FCW device for lean vehicle and FCW method for lean vehicle

This disclosure relates to a forward collision warning (FCW) device for a lean vehicle and a forward collision warning method for a lean vehicle that issues a FCW to a driver of the lean vehicle.

　Conventionally, FCW devices are known that issue a warning to a driver of a lean vehicle based on the possibility of a collision with a surrounding object. A lean vehicle turns by tilting the body. An example of a lean vehicle is a motorcycle. For example, Patent Document 1 discloses a device that issues a warning based on the positional relationship between a lean vehicle and a preceding vehicle traveling in front of the lean vehicle when multiple lean vehicles are traveling together. Patent Document 2 discloses a system that captures an image of the front using a camera attached to the lean vehicle, detects surrounding vehicles using the captured image, and issues a warning.

International Publication No. 2021/060357 Special Publication No. 2021-526681

Lean vehicles tend to be lighter and more compact than non-lean vehicles, which do not tilt the body left or right when turning. For this reason, lean vehicles are characterized by being more prone to wobbling when subjected to disturbances such as unevenness in the road surface while traveling straight, compared to non-lean vehicles. The technology disclosed in Patent Documents 1 and 2 does not take into consideration FCW control in situations where wobbling occurs due to disturbances such as unevenness in the road surface while the lean vehicle is traveling straight.

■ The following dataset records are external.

//! Render settings.
//!
//! One explicit configuration value passed by reference into the scene
//! builder and the engine. Nothing in this crate reads global state.

use std::path::Path;

use serde::{Deserialize, Serialize};
use thiserror::Error;

/// Errors produced while loading or validating settings.
#[derive(Error, Debug)]
pub enum ConfigError {
    #[error("IO error: {0}")]
    Io(#[from] std::io::Error),

    #[error("parse error: {0}")]
    Parse(#[from] serde_json::Error),

    #[error("invalid configuration: {0}")]
    Invalid(String),
}

/// Tunable constants for tree construction and rendering.
///
/// Read-only for the duration of a render; mutate only between renders.
#[derive(Debug, Clone, Serialize, Deserialize)]
#[serde(default)]
pub struct RenderSettings {
    /// Maximum ray recursion depth accepted by the per-ray routine.
    pub trace_depth: u32,

    /// Tile grid dimensions; one render task per tile.
    pub thread_grid_x: u32,
    pub thread_grid_y: u32,

    /// A tree node with at most this many primitives becomes a leaf.
    pub min_tri_per_node: usize,

    /// Use the surface-area-heuristic builder instead of median splits.
    /// O(n^2) per node; expect slow builds on large meshes.
    pub use_sah: bool,

    /// Tree depth tiers keyed on model complexity, see [`split_level_for`].
    ///
    /// [`split_level_for`]: RenderSettings::split_level_for
    pub tree_level1: u32,
    pub tree_level2: u32,
    pub tree_level3: u32,

    /// Triangle-count thresholds separating the three depth tiers.
    pub tree_split1: usize,
    pub tree_split2: usize,

    /// Rays per dispatch batch. Consumed only by GPU backends; retained so
    /// settings files stay portable across render paths.
    pub batch_size: u32,

    /// Numeric guard for near-zero direction components and intersection
    /// distance cutoffs.
    pub epsilon: f32,

    /// Z coordinate of the X-ray source point (world space, unrotated).
    pub source_z: f32,

    /// Detector plane geometry: plane at `plane_z`, extending
    /// `plane_half_width/height` from the Z axis.
    pub plane_z: f32,
    pub plane_half_width: f32,
    pub plane_half_height: f32,

    /// Grayscale scale factor applied to accumulated penetration length.
    pub coloring_coef: f32,

    /// Penetration length mapped to full white; longer paths clamp.
    pub max_penetration: f32,

    /// Color endpoints (RGB 0-255) for dip-angle false coloring.
    pub color_near: [u8; 3],
    pub color_far: [u8; 3],

    /// |cos| threshold below which an intersection counts as bad surface
    /// (grazing incidence).
    pub bad_angle_cos: f32,
}

impl Default for RenderSettings {
    fn default() -> Self {
        Self {
            trace_depth: 2,
            thread_grid_x: 4,
            thread_grid_y: 4,
            min_tri_per_node: 20,
            use_sah: false,
            tree_level1: 8,
            tree_level2: 10,
            tree_level3: 12,
            tree_split1: 10_000,
            tree_split2: 100_000,
            batch_size: 100,
            epsilon: 1e-5,
            source_z: -10.0,
            plane_z: 10.0,
            plane_half_width: 2.0,
            plane_half_height: 2.0,
            coloring_coef: 1.0,
            max_penetration: 10.0,
            color_near: [255, 255, 255],
            color_far: [255, 0, 0],
            bad_angle_cos: 0.2,
        }
    }
}

impl RenderSettings {
    /// Load settings from a JSON file.
    pub fn from_file<P: AsRef<Path>>(path: P) -> Result<Self, ConfigError> {
        let text = std::fs::read_to_string(path)?;
        let settings: RenderSettings = serde_json::from_str(&text)?;
        settings.validate()?;
        Ok(settings)
    }

    /// Check invariants the tree builder and engine rely on.
    pub fn validate(&self) -> Result<(), ConfigError> {
        if self.tree_level1 == 0 || self.tree_level2 == 0 || self.tree_level3 == 0 {
            return Err(ConfigError::Invalid("tree split level must be >= 1".into()));
        }
        if self.thread_grid_x == 0 || self.thread_grid_y == 0 {
            return Err(ConfigError::Invalid("thread grid must be >= 1x1".into()));
        }
        if self.epsilon <= 0.0 {
            return Err(ConfigError::Invalid("epsilon must be positive".into()));
        }
        if self.plane_half_width <= 0.0 || self.plane_half_height <= 0.0 {
            return Err(ConfigError::Invalid(
                "detector plane extents must be positive".into(),
            ));
        }
        Ok(())
    }

    /// Pick a tree depth for a model of the given complexity.
    ///
    /// Small models get `tree_level1`, models past `tree_split1` triangles
    /// get `tree_level2`, and models past `tree_split2` get `tree_level3`.
    pub fn split_level_for(&self, triangle_count: usize) -> u32 {
        if triangle_count > self.tree_split2 {
            self.tree_level3
        } else if triangle_count > self.tree_split1 {
            self.tree_level2
        } else {
            self.tree_level1
        }
    }
}

#[cfg(test)]
mod tests {
    use super::*;

    #[test]
    fn test_defaults_are_valid() {
        let settings = RenderSettings::default();
        assert!(settings.validate().is_ok());
    }

    #[test]
    fn test_split_level_tiers() {
        let settings = RenderSettings {
            tree_level1: 6,
            tree_level2: 9,
            tree_level3: 12,
            tree_split1: 100,
            tree_split2: 1000,
            ..Default::default()
        };

        assert_eq!(settings.split_level_for(50), 6);
        assert_eq!(settings.split_level_for(100), 6);
        assert_eq!(settings.split_level_for(101), 9);
        assert_eq!(settings.split_level_for(1001), 12);
    }

    #[test]
    fn test_validate_rejects_zero_grid() {
        let settings = RenderSettings {
            thread_grid_x: 0,
            ..Default::default()
        };
        assert!(matches!(
            settings.validate(),
            Err(ConfigError::Invalid(_))
        ));
    }

    #[test]
    fn test_json_roundtrip() {
        let settings = RenderSettings {
            use_sah: true,
            thread_grid_x: 2,
            color_far: [10, 20, 30],
            ..Default::default()
        };

        let json = serde_json::to_string(&settings).unwrap();
        let back: RenderSettings = serde_json::from_str(&json).unwrap();

        assert!(back.use_sah);
        assert_eq!(back.thread_grid_x, 2);
        assert_eq!(back.color_far, [10, 20, 30]);
    }

    #[test]
    fn test_partial_json_uses_defaults() {
        let back: RenderSettings = serde_json::from_str(r#"{"use_sah": true}"#).unwrap();
        assert!(back.use_sah);
        assert_eq!(back.thread_grid_x, RenderSettings::default().thread_grid_x);
    }
}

The purpose of this disclosure is to provide an FCW device for lean vehicles and an FCW method for lean vehicles that perform FCW control different from that proposed in the past.

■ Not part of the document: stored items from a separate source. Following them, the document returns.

//! Scene: the triangle primitives and their BSP tree.
//!
//! Built once per loaded model and rebuilt when the model or the tree
//! settings change. The primitives and the tree share the model's lifetime.

use thiserror::Error;
use xcast_core::Mesh;
use xcast_math::{Aabb, Interval, Vec3};

use crate::config::RenderSettings;
use crate::node::NodeKind;
use crate::tree::{BspTree, TreeError};
use crate::triangle::TriPrim;

/// Errors from scene construction.
#[derive(Error, Debug)]
pub enum SceneError {
    #[error("mesh contains no triangles")]
    EmptyMesh,

    #[error("mesh contains only degenerate triangles")]
    DegenerateGeometry,

    #[error("tree build failed: {0}")]
    Tree(#[from] TreeError),
}

/// A renderable scene: primitives plus acceleration tree.
pub struct Scene {
    prims: Vec<TriPrim>,
    tree: BspTree,
    bounds: Aabb,
}

impl Scene {
    /// Build a scene from mesh geometry.
    ///
    /// One primitive is created per mesh triangle; degenerate triangles are
    /// skipped with a warning (their stable indices are simply absent from
    /// the tree). The tree depth comes from the settings' model-complexity
    /// tiers.
    pub fn from_mesh(mesh: &Mesh, settings: &RenderSettings) -> Result<Self, SceneError> {
        let triangles = mesh.extract_triangle_vertices();
        if triangles.is_empty() {
            return Err(SceneError::EmptyMesh);
        }

        let mut prims = Vec::with_capacity(triangles.len());
        let mut skipped = 0usize;
        for (i, [v0, v1, v2]) in triangles.iter().enumerate() {
            match TriPrim::new(*v0, *v1, *v2, i as u32) {
                Some(prim) => prims.push(prim),
                None => skipped += 1,
            }
        }
        if skipped > 0 {
            log::warn!("Skipped {} degenerate triangles", skipped);
        }
        if prims.is_empty() {
            return Err(SceneError::DegenerateGeometry);
        }

        let bounds = mesh.bounds;
        let split_level = settings.split_level_for(prims.len());
        let tree = BspTree::build(
            &prims,
            bounds,
            split_level,
            settings.min_tri_per_node,
            settings.use_sah,
        )?;

        log::info!(
            "Scene ready: {} primitives, tree depth {}",
            prims.len(),
            tree.depth()
        );

        Ok(Self {
            prims,
            tree,
            bounds,
        })
    }

    pub fn prims(&self) -> &[TriPrim] {
        &self.prims
    }

    pub fn tree(&self) -> &BspTree {
        &self.tree
    }

    pub fn bounds(&self) -> Aabb {
        self.bounds
    }

    pub fn triangle_count(&self) -> usize {
        self.prims.len()
    }

    /// Translate the whole scene without rebuilding the tree.
    ///
    /// Valid for translation only: primitives recompute their plane terms
    /// and the tree's split coordinates shift with the geometry. A rotation
    /// requires a rebuild from the rotated mesh.
    pub fn translate(&mut self, offset: Vec3) {
        for prim in &mut self.prims {
            prim.translate(offset);
        }
        for node in &mut self.tree.nodes {
            if let NodeKind::Internal { axis, split, .. } = &mut node.kind {
                *split += offset[*axis as usize];
            }
        }

        let shift = |iv: Interval, d: f32| Interval::new(iv.min + d, iv.max + d);
        self.bounds = Aabb::new(
            shift(self.bounds.x, offset.x),
            shift(self.bounds.y, offset.y),
            shift(self.bounds.z, offset.z),
        );
        self.tree.bounds = self.bounds;
    }
}

#[cfg(test)]
pub(crate) mod tests {
    use super::*;
    use crate::traverse::{sort_and_dedup_hits, TraversalStack};
    use xcast_math::Ray;

    /// Unit cube [0,1]^3 as an indexed mesh.
    pub(crate) fn unit_cube_mesh() -> Mesh {
        let p = |x: f32, y: f32, z: f32| Vec3::new(x, y, z);
        let positions = vec![
            p(0.0, 0.0, 0.0),
            p(1.0, 0.0, 0.0),
            p(1.0, 1.0, 0.0),
            p(0.0, 1.0, 0.0),
            p(0.0, 0.0, 1.0),
            p(1.0, 0.0, 1.0),
            p(1.0, 1.0, 1.0),
            p(0.0, 1.0, 1.0),
        ];
        let indices = vec![
            0, 2, 1, 0, 3, 2, // z = 0
            4, 5, 6, 4, 6, 7, // z = 1
            0, 1, 5, 0, 5, 4, // y = 0
            3, 6, 2, 3, 7, 6, // y = 1
            0, 4, 7, 0, 7, 3, // x = 0
            1, 2, 6, 1, 6, 5, // x = 1
        ];
        Mesh::new(positions, indices, None)
    }

    fn test_settings() -> RenderSettings {
        RenderSettings {
            min_tri_per_node: 1,
            tree_level1: 4,
            ..Default::default()
        }
    }

    #[test]
    fn test_from_mesh_builds_all_prims() {
        let scene = Scene::from_mesh(&unit_cube_mesh(), &test_settings()).unwrap();
        assert_eq!(scene.triangle_count(), 12);
        assert_eq!(scene.tree().split_level(), 4);
    }

    #[test]
    fn test_empty_mesh_rejected() {
        let mesh = Mesh::new(vec![], vec![], None);
        assert!(matches!(
            Scene::from_mesh(&mesh, &test_settings()),
            Err(SceneError::EmptyMesh)
        ));
    }

    #[test]
    fn test_degenerate_triangles_skipped() {
        // One real triangle and one collinear sliver
        let positions = vec![
            Vec3::ZERO,
            Vec3::new(1.0, 0.0, 0.0),
            Vec3::new(0.0, 1.0, 0.0),
            Vec3::new(2.0, 0.0, 0.0),
        ];
        let indices = vec![0, 1, 2, 0, 1, 3];
        let mesh = Mesh::new(positions, indices, None);

        let scene = Scene::from_mesh(&mesh, &test_settings()).unwrap();
        assert_eq!(scene.triangle_count(), 1);
        // The surviving primitive keeps its stable mesh index
        assert_eq!(scene.prims()[0].index, 0);
    }

    #[test]
    fn test_all_degenerate_rejected() {
        let positions = vec![
            Vec3::ZERO,
            Vec3::new(1.0, 0.0, 0.0),
            Vec3::new(2.0, 0.0, 0.0),
        ];
        let indices = vec![0, 1, 2];
        let mesh = Mesh::new(positions, indices, None);

        assert!(matches!(
            Scene::from_mesh(&mesh, &test_settings()),
            Err(SceneError::DegenerateGeometry)
        ));
    }

    #[test]
    fn test_translate_keeps_tree_consistent() {
        let mut scene = Scene::from_mesh(&unit_cube_mesh(), &test_settings()).unwrap();
        let offset = Vec3::new(5.0, -2.0, 1.5);
        scene.translate(offset);

        // A ray aimed at the moved cube still finds entry and exit
        let ray = Ray::new(
            Vec3::new(4.0, -1.7, 2.1), // 0.3/0.6 in cube-local coordinates
            Vec3::new(1.0, 0.0, 0.0),
        );
        let mut stack = TraversalStack::for_tree(scene.tree());
        let mut hits = Vec::new();
        scene
            .tree()
            .intersect_all(&ray, scene.prims(), 1e-5, &mut stack, &mut hits);
        sort_and_dedup_hits(&mut hits);

        assert_eq!(hits.len(), 2);
        assert!((hits[0].dist - 1.0).abs() < 1e-4);
        assert!((hits[1].dist - 2.0).abs() < 1e-4);
    }
}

The inventors of the present application have considered activating an FCW device while a lean vehicle is turning. The FCW device detects objects around the host vehicle and then selects from the detected objects those objects that are likely to collide with the host vehicle. The numerical value indicating the degree of risk of the host vehicle colliding with the object changes depending on whether or not the object is on the path of the host vehicle. The inventors of the present application have conceived the idea that by predicting the path of the host vehicle taking into account the turning state of the vehicle, it is possible to execute warning control targeting objects on the turning path of the host vehicle.

Furthermore, the inventors of the present application have noticed that in lean vehicles, compared to four-wheeled vehicles, the body is more likely to sway when traveling straight due to disturbances such as unevenness in the road surface. When the body sways when traveling straight due to disturbances, if the swaying is recognized as a turn and a course prediction is performed based on that, there is a possibility that a predicted course different from the actual course will be obtained. Therefore, the inventors of the present application have investigated an FCW device for lean vehicles that can execute FCW control that takes into account the swaying state that occurs due to disturbances when traveling straight and the turning state.

While the situations in which alarm control using FCW devices can be performed are expanding, the bodies of lean vehicles are smaller than those of four-wheeled vehicles, limiting the space available for mounting the devices, so there is a need to reduce the processing load and increase the design freedom of hardware resources.

In this way, when the FCW device is operated while the lean vehicle is turning, it is necessary to suppress an increase in the processing load while taking into consideration the wobbling state that occurs due to disturbances when the lean vehicle is traveling straight and the turning state.

In order to address both of the conflicting issues discussed above, the FCW device for lean vehicles disclosed herein employs the following configuration.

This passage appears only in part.